Given how both inflammation and elevated LDL cholesterol are important cardiovascular risk factors, because patients prescribed statins can still experience an adverse cardiovascular event, an important question is how to deal with this residual risk. In other words, should clinicians treat with additional lipid lowering therapy (to minimise the residual cholesterol risk) or use an anti-inflammatory agent (to lower the residual inflammatory risk)?
Using data from three large statin trials (PROMINENT, REDUCE-IT and STRENGTH) the US researchers compared the highest and lowest quartiles of high-sensitivity CRP and LDLC , to determine the best predictors of future major adverse cardiovascular events, cardiovascular death, and all-cause death.

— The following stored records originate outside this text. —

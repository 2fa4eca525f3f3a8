//! Viewport geometry shared by the simulator and the passes.

use glam::{Mat4, Vec2, Vec4};

use crate::config::MAX_SCALE_FACTOR;

/// Logical drawable size plus device pixel ratio.
#[derive(Debug, Clone, Copy, PartialEq)]
pub struct Viewport {
    pub width: f32,
    pub height: f32,
    /// Device pixel ratio, capped at [`MAX_SCALE_FACTOR`].
    pub scale_factor: f32,
}

impl Viewport {
    pub fn new(width: f32, height: f32, scale_factor: f32) -> Self {
        let scale_factor = if scale_factor.is_finite() && scale_factor > 0.0 {
            scale_factor.min(MAX_SCALE_FACTOR)
        } else {
            1.0
        };
        Self {
            width: width.max(0.0),
            height: height.max(0.0),
            scale_factor,
        }
    }

    /// Logical size in pixels.
    pub fn size(&self) -> Vec2 {
        Vec2::new(self.width, self.height)
    }

    pub fn center(&self) -> Vec2 {
        self.size() * 0.5
    }

    /// Backing size in physical pixels, at least 1x1.
    pub fn physical_size(&self) -> (u32, u32) {
        let w = (self.width * self.scale_factor).round().max(1.0) as u32;
        let h = (self.height * self.scale_factor).round().max(1.0) as u32;
        (w, h)
    }

    /// Orthographic transform from logical pixels to clip space.
    ///
    /// Pixel `(0, 0)` maps to the top-left corner `(-1, 1)` and `(width, height)`
    /// to `(1, -1)`. The z column is zero.
    pub fn projection(&self) -> Mat4 {
        let half_w = (self.width * 0.5).max(f32::EPSILON);
        let half_h = (self.height * 0.5).max(f32::EPSILON);
        Mat4::from_cols(
            Vec4::new(1.0 / half_w, 0.0, 0.0, 0.0),
            Vec4::new(0.0, -1.0 / half_h, 0.0, 0.0),
            Vec4::ZERO,
            Vec4::new(-1.0, 1.0, 0.0, 1.0),
        )
    }
}

impl Default for Viewport {
    fn default() -> Self {
        Self::new(800.0, 600.0, 1.0)
    }
}

/// Size bookkeeping for the offscreen target.
///
/// The generation only advances when the physical size actually changes; a
/// renderer recreates its target when it sees a new generation.
#[derive(Debug, Clone, Copy, PartialEq, Eq)]
pub struct TargetPlan {
    size: (u32, u32),
    generation: u64,
}

impl TargetPlan {
    pub fn new(viewport: &Viewport) -> Self {
        Self { size: viewport.physical_size(), generation: 0 }
    }

    /// Track a new viewport. Returns `true` if the target must be recreated.
    pub fn update(&mut self, viewport: &Viewport) -> bool {
        let size = viewport.physical_size();
        if size == self.size {
            return false;
        }
        self.size = size;
        self.generation += 1;
        true
    }

    pub fn size(&self) -> (u32, u32) {
        self.size
    }

    pub fn generation(&self) -> u64 {
        self.generation
    }
}

#[cfg(test)]
mod tests {
    use super::*;
    use glam::Vec3;

    #[test]
    fn test_projection_flips_y() {
        let viewport = Viewport::new(800.0, 600.0, 2.0);
        let m = viewport.projection();
        let top_left = m.project_point3(Vec3::ZERO);
        let bottom_right = m.project_point3(Vec3::new(800.0, 600.0, 5.0));
        assert!((top_left - Vec3::new(-1.0, 1.0, 0.0)).length() < 1e-6);
        assert!((bottom_right - Vec3::new(1.0, -1.0, 0.0)).length() < 1e-6);
    }

    #[test]
    fn test_physical_size_rounds() {
        assert_eq!(Viewport::new(401.0, 300.0, 1.5).physical_size(), (602, 450));
        assert_eq!(Viewport::new(0.0, 0.0, 1.0).physical_size(), (1, 1));
    }

    #[test]
    fn test_scale_factor_capped() {
        assert_eq!(Viewport::new(10.0, 10.0, 3.0).scale_factor, MAX_SCALE_FACTOR);
        assert_eq!(Viewport::new(10.0, 10.0, f32::NAN).scale_factor, 1.0);
    }

    #[test]
    fn test_target_plan_generation() {
        let a = Viewport::new(800.0, 600.0, 1.0);
        let mut plan = TargetPlan::new(&a);
        assert!(!plan.update(&a));
        assert_eq!(plan.generation(), 0);

        let b = Viewport::new(400.0, 300.0, 1.0);
        assert!(plan.update(&b));
        assert!(!plan.update(&b));
        assert_eq!(plan.generation(), 1);
        assert_eq!(plan.size(), (400, 300));
    }
}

High-sensitivity CRP and cardiovascular outcomes
A total of 31,245 patients were included and participants aged between 64 and 65 with the proportion of females ranging from 28 to 35%.
Combining data from the three trials showed that the presence of residual inflammatory risk was significantly associated with incident major adverse cardiovascular events (adjusted Hazard Ratio, aHR = 1.31, 95% CI 1.20 – 1.43, p < 0.0001) for the highest vs the lowest high-sensitivity CRP quartiles. This relationship was also true for cardiovascular mortality (aHR = 2.68, p < 0.0001) and all-cause mortality (aHR = 2.42, p < 0.0001).
However, when comparing the highest to lowest quartiles of LDL cholesterol, the relationship was non-significant for major adverse cardiovascular events (aHR = 1.07, p = 0.11) but was significant, albeit smaller, compared to high-sensitivity CRP, for cardiovascular death (aHR = 1.27, p = 0.0086) and all-cause mortality (aHR = 1.16, p = 0.025).
The authors concluded that in those already prescribed a statin, high-sensitivity CRP proved to be a stronger marker for the prediction of future cardiovascular events and death compared to LDL cholesterol levels. They added that their findings suggested that both aggressive lipid-lowering and inflammation-inhibiting therapies might be needed to further reduce atherosclerotic risk.